Once the conductor has been transferred to the new structure, the existing tower will be dismantled and removed from the site by helicopter. Remaining tower foundations will be chipped and removed to approximately 2-3 feet below grade then capped with native soil to match existing surface contours.
Vegetation Management: A work area approximately 50-foot by 50-foot will be cleared of vegetation at each of the four new LSP sites in order to employ proper and safe construction methods. The size of the work area provides a defensible work area for construction crew safety in the event of a potential wildfire in the area. In addition, the clearing will also bring the new LSP location in compliance with vegetation management safety standards with the removal of any tree and woody or vine material 10 feet around each planned LSP and the removal of any dead, dying, or leaning tree that poses a safety hazard to the planned LSP or new conductor. Sixteen trees and 4 brush units have been identified for removal. Every effort will be made to retain any healthy tree that does not pose a safety hazard and that does not interfere with the safe and proper installation of the micropile foundations.
Maintenance Activities: Routine maintenance activities proposed at eleven towers include installation of structural reinforcements and or cross arm replacement, replacement of existing insulators with new ceramic insulators made of glass or porcelain, installation of anti-climb guards, and installation of bird spikes to deter nesting activities on the towers. No ground disturbance is associated with the maintenance work, it is to be accomplished above-ground on the towers. Crew and equipment will be transported to each tower location by helicopter.
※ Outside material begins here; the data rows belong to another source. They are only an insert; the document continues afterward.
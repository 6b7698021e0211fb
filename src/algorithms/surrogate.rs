// src/algorithms/surrogate.rs

use crate::core::{Instance, Result, TrustError};
use crate::utils::solve_normal_equations;
use ndarray::{Array1, Array2, ArrayView1, ArrayView2, Axis};

/// Regularisation of the local linear surrogate.
#[derive(Debug, Clone, Copy, PartialEq)]
pub enum Penalty {
    /// L2 penalty, solved in closed form.
    Ridge { alpha: f64 },
    /// L1 penalty, solved by cyclic coordinate descent.
    Lasso { alpha: f64, max_iter: usize, tol: f64 },
}

impl Penalty {
    pub fn ridge(alpha: f64) -> Self {
        Penalty::Ridge { alpha }
    }

    pub fn lasso(alpha: f64) -> Self {
        Penalty::Lasso {
            alpha,
            max_iter: 1000,
            tol: 1e-4,
        }
    }
}

#[derive(Debug, Clone, PartialEq)]
pub struct SurrogateFit {
    pub coefficients: Array1<f64>,
    pub intercept: f64,
}

/// Weighted, penalised least squares with an unpenalised intercept.
///
/// Ridge minimises `Σ wᵢ (yᵢ - b - xᵢ·β)² + α‖β‖²`.
/// Lasso minimises `(1 / 2Σw) Σ wᵢ (yᵢ - b - xᵢ·β)² + α‖β‖₁`.
#[derive(Debug, Clone, Copy, PartialEq)]
pub struct LocalSurrogateFitter {
    penalty: Penalty,
}

impl LocalSurrogateFitter {
    pub fn new(penalty: Penalty) -> Self {
        LocalSurrogateFitter { penalty }
    }

    pub fn penalty(&self) -> Penalty {
        self.penalty
    }

    /// Regresses `targets` on `perturbations`. `sample_weights = None`
    /// means uniform weights; weights that sum to zero (or are not
    /// finite) are replaced by uniform weights as well.
    pub fn fit(
        &self,
        perturbations: ArrayView2<f64>,
        targets: ArrayView1<f64>,
        sample_weights: Option<ArrayView1<f64>>,
    ) -> Result<SurrogateFit> {
        let (n_samples, n_features) = perturbations.dim();
        if n_samples == 0 {
            return Err(TrustError::InvalidArgument(
                "Cannot fit a surrogate with zero samples.".to_string(),
            ));
        }
        if targets.len() != n_samples {
            return Err(TrustError::IncompatibleDimensions(format!(
                "{} perturbations but {} targets",
                n_samples,
                targets.len()
            )));
        }

        let weights = resolve_weights(sample_weights, n_samples)?;
        let total_weight = weights.sum();

        let x_mean = perturbations
            .t()
            .dot(&weights)
            .mapv(|v| v / total_weight);
        let y_mean = targets.dot(&weights) / total_weight;

        if n_features == 0 {
            return Ok(SurrogateFit {
                coefficients: Array1::zeros(0),
                intercept: y_mean,
            });
        }

        let x_centered = &perturbations - &x_mean;
        let y_centered = targets.mapv(|v| v - y_mean);

        let coefficients = match self.penalty {
            Penalty::Ridge { alpha } => {
                ridge_coefficients(x_centered.view(), y_centered.view(), weights.view(), alpha)?
            }
            Penalty::Lasso { alpha, max_iter, tol } => lasso_coefficients(
                x_centered.view(),
                y_centered.view(),
                weights.view(),
                alpha,
                max_iter,
                tol,
            ),
        };

        let intercept = y_mean - x_mean.dot(&coefficients);
        Ok(SurrogateFit {
            coefficients,
            intercept,
        })
    }
}

fn resolve_weights(sample_weights: Option<ArrayView1<f64>>, n_samples: usize) -> Result<Array1<f64>> {
    let Some(weights) = sample_weights else {
        return Ok(Array1::ones(n_samples));
    };
    if weights.len() != n_samples {
        return Err(TrustError::IncompatibleDimensions(format!(
            "{} sample weights for {} samples",
            weights.len(),
            n_samples
        )));
    }
    if weights.iter().any(|&w| w < 0.0) {
        return Err(TrustError::InvalidArgument(
            "Sample weights must be non-negative.".to_string(),
        ));
    }
    let total = weights.sum();
    if !(total.is_finite() && total > 0.0) {
        log::warn!(
            "sample weights sum to {}; falling back to an unweighted fit",
            total
        );
        return Ok(Array1::ones(n_samples));
    }
    Ok(weights.to_owned())
}

fn ridge_coefficients(
    x: ArrayView2<f64>,
    y: ArrayView1<f64>,
    weights: ArrayView1<f64>,
    alpha: f64,
) -> Result<Array1<f64>> {
    let x_weighted = &x * &weights.insert_axis(Axis(1));
    let mut gram: Array2<f64> = x_weighted.t().dot(&x);
    for i in 0..gram.nrows() {
        gram[[i, i]] += alpha;
    }
    let rhs = x_weighted.t().dot(&y);
    solve_normal_equations(gram, rhs)
}

fn soft_threshold(value: f64, threshold: f64) -> f64 {
    if value > threshold {
        value - threshold
    } else if value < -threshold {
        value + threshold
    } else {
        0.0
    }
}

fn lasso_coefficients(
    x: ArrayView2<f64>,
    y: ArrayView1<f64>,
    weights: ArrayView1<f64>,
    alpha: f64,
    max_iter: usize,
    tol: f64,
) -> Array1<f64> {
    let (n_samples, n_features) = x.dim();
    let total_weight = weights.sum();
    let mut beta = Array1::<f64>::zeros(n_features);
    let mut residual = y.to_owned();

    // Weighted column norms, scaled like the objective.
    let col_norms: Vec<f64> = (0..n_features)
        .map(|j| {
            let col = x.column(j);
            (0..n_samples)
                .map(|i| weights[i] * col[i] * col[i])
                .sum::<f64>()
                / total_weight
        })
        .collect();

    for iteration in 0..max_iter {
        let mut max_change = 0.0_f64;
        for j in 0..n_features {
            if col_norms[j] == 0.0 {
                beta[j] = 0.0;
                continue;
            }
            let col = x.column(j);
            let old = beta[j];
            let rho = (0..n_samples)
                .map(|i| weights[i] * col[i] * residual[i])
                .sum::<f64>()
                / total_weight
                + col_norms[j] * old;
            let new = soft_threshold(rho, alpha) / col_norms[j];
            let delta = new - old;
            if delta != 0.0 {
                residual.scaled_add(-delta, &col);
                beta[j] = new;
            }
            max_change = max_change.max(delta.abs());
        }
        if max_change < tol {
            log::debug!("lasso converged after {} sweeps", iteration + 1);
            break;
        }
    }
    beta
}

/// Width of the exponential proximity kernel for `num_features` features.
pub fn kernel_width(num_features: usize) -> f64 {
    (num_features as f64).sqrt() * 0.75
}

/// `exp(-‖s - x‖² / width²)` for every perturbed sample `s`.
pub fn proximity_weights(instance: &Instance, samples: ArrayView2<f64>) -> Array1<f64> {
    let width = kernel_width(samples.ncols());
    let width_sq = width * width;
    samples
        .rows()
        .into_iter()
        .map(|row| {
            let dist_sq: f64 = row
                .iter()
                .zip(instance.iter())
                .map(|(s, x)| (s - x) * (s - x))
                .sum();
            if width_sq > 0.0 {
                (-dist_sq / width_sq).exp()
            } else {
                1.0
            }
        })
        .collect()
}

#[cfg(test)]
mod tests {
    use super::*;
    use approx::{assert_abs_diff_eq, assert_relative_eq};
    use ndarray::array;

    fn linear_design() -> (Array2<f64>, Array1<f64>) {
        // y = 2 x0 - x1 + 0.5
        let x = array![
            [0.0, 0.0],
            [1.0, 0.0],
            [0.0, 1.0],
            [1.0, 1.0],
            [2.0, 1.0],
            [-1.0, 3.0],
            [0.5, -2.0],
        ];
        let y = x.map_axis(Axis(1), |r| 2.0 * r[0] - r[1] + 0.5);
        (x, y)
    }

    #[test]
    fn ridge_with_tiny_penalty_recovers_linear_model() {
        let (x, y) = linear_design();
        let fit = LocalSurrogateFitter::new(Penalty::ridge(1e-9))
            .fit(x.view(), y.view(), None)
            .unwrap();
        assert_abs_diff_eq!(fit.coefficients[0], 2.0, epsilon = 1e-6);
        assert_abs_diff_eq!(fit.coefficients[1], -1.0, epsilon = 1e-6);
        assert_abs_diff_eq!(fit.intercept, 0.5, epsilon = 1e-6);
    }

    #[test]
    fn unpenalised_ridge_on_collinear_masks_takes_shortest_solution() {
        // Each row switches exactly one feature on, so the centered columns
        // are negatives of each other and only b0 - b1 is identified.
        let x = array![[1.0, 0.0], [0.0, 1.0], [1.0, 0.0], [0.0, 1.0]];
        let y = array![3.0, 1.0, 3.0, 1.0];
        let fit = LocalSurrogateFitter::new(Penalty::ridge(0.0))
            .fit(x.view(), y.view(), None)
            .unwrap();
        assert_abs_diff_eq!(fit.coefficients[0], 1.0, epsilon = 1e-6);
        assert_abs_diff_eq!(fit.coefficients[1], -1.0, epsilon = 1e-6);
        let fitted = x.dot(&fit.coefficients) + fit.intercept;
        for (f, t) in fitted.iter().zip(y.iter()) {
            assert_abs_diff_eq!(*f, *t, epsilon = 1e-6);
        }
    }

    #[test]
    fn ridge_penalty_shrinks_coefficients() {
        let (x, y) = linear_design();
        let loose = LocalSurrogateFitter::new(Penalty::ridge(1e-9))
            .fit(x.view(), y.view(), None)
            .unwrap();
        let tight = LocalSurrogateFitter::new(Penalty::ridge(100.0))
            .fit(x.view(), y.view(), None)
            .unwrap();
        assert!(tight.coefficients[0].abs() < loose.coefficients[0].abs());
        assert!(tight.coefficients[1].abs() < loose.coefficients[1].abs());
    }

    #[test]
    fn lasso_drops_irrelevant_feature() {
        // y depends on x0 only; x1 is uncorrelated noise-free filler.
        let x = array![
            [0.0, 1.0],
            [1.0, -1.0],
            [2.0, 1.0],
            [3.0, -1.0],
            [4.0, 1.0],
            [5.0, -1.0],
        ];
        let y = x.column(0).mapv(|v| 3.0 * v);
        let fit = LocalSurrogateFitter::new(Penalty::lasso(0.05))
            .fit(x.view(), y.view(), None)
            .unwrap();
        assert_abs_diff_eq!(fit.coefficients[1], 0.0, epsilon = 1e-9);
        assert_relative_eq!(fit.coefficients[0], 3.0, max_relative = 0.05);
    }

    #[test]
    fn all_zero_weights_fall_back_to_unweighted() {
        let (x, y) = linear_design();
        let fitter = LocalSurrogateFitter::new(Penalty::ridge(1.0));
        let zeros = Array1::zeros(x.nrows());
        let weighted = fitter.fit(x.view(), y.view(), Some(zeros.view())).unwrap();
        let unweighted = fitter.fit(x.view(), y.view(), None).unwrap();
        assert_eq!(weighted, unweighted);
    }

    #[test]
    fn fit_validates_shapes() {
        let (x, y) = linear_design();
        let fitter = LocalSurrogateFitter::new(Penalty::ridge(1.0));
        let short = y.slice(ndarray::s![..3]);
        assert!(matches!(
            fitter.fit(x.view(), short, None),
            Err(TrustError::IncompatibleDimensions(_))
        ));
        let empty = Array2::<f64>::zeros((0, 2));
        assert!(matches!(
            fitter.fit(empty.view(), Array1::zeros(0).view(), None),
            Err(TrustError::InvalidArgument(_))
        ));
    }

    #[test]
    fn proximity_kernel_decays_with_distance() {
        let instance = array![0.0, 0.0, 0.0, 0.0];
        let samples = array![[0.0, 0.0, 0.0, 0.0], [1.5, 0.0, 0.0, 0.0], [3.0, 0.0, 0.0, 0.0]];
        let weights = proximity_weights(&instance, samples.view());
        assert_abs_diff_eq!(kernel_width(4), 1.5, epsilon = 1e-12);
        assert_abs_diff_eq!(weights[0], 1.0, epsilon = 1e-12);
        assert_abs_diff_eq!(weights[1], (-1.0f64).exp(), epsilon = 1e-12);
        assert!(weights[2] < weights[1]);
    }

    #[test]
    fn far_samples_underflow_but_still_fit() {
        let instance = array![0.0, 0.0];
        let (x, y) = linear_design();
        let far = x.mapv(|v| v + 1e6);
        let weights = proximity_weights(&instance, far.view());
        assert!(weights.iter().all(|&w| w == 0.0));
        let fit = LocalSurrogateFitter::new(Penalty::ridge(1e-9))
            .fit(far.view(), y.view(), Some(weights.view()))
            .unwrap();
        assert!(fit.coefficients.iter().all(|c| c.is_finite()));
    }
}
Conductor Replacement: The existing conductor will be replaced (reconductored) between towers 037/219 - 039/236. Reconductoring will occur after all tower replacements, described above, are complete. To replace the conductor, the existing conductor will be detached from its support structure and temporarily lifted. Rollers will then be installed at the conductor's attachment point, and the conductor will be placed onto the rollers. The rollers will allow the new conductor to be pulled through each structure. Installing rollers and detaching the existing conductor will be completed by construction crews accessing each structure by helicopter. Once the rollers are in place for an entire section of conductor being replaced, the existing conductor will be pulled out of place, and the new conductor pulled in.
Equipment at pull site E will feed the conductor along the previously installed rollers while maintaining tension on the line so that it does not sag to the ground. Once the new conductor is in place, a helicopter will then be used to remove the rollers and clip the conductor to new insulators on the tower. Pull site E is 295 feet by 85 feet encompassing approximately 0.68 acres.
Access Routes: Project construction and access to towers will be accomplished primarily using helicopter operations. Construction vehicles are anticipated to access work areas using a combination of existing paved, unpaved roads that are currently used for ongoing transmission line operations and maintenance, and overland travel off existing roads.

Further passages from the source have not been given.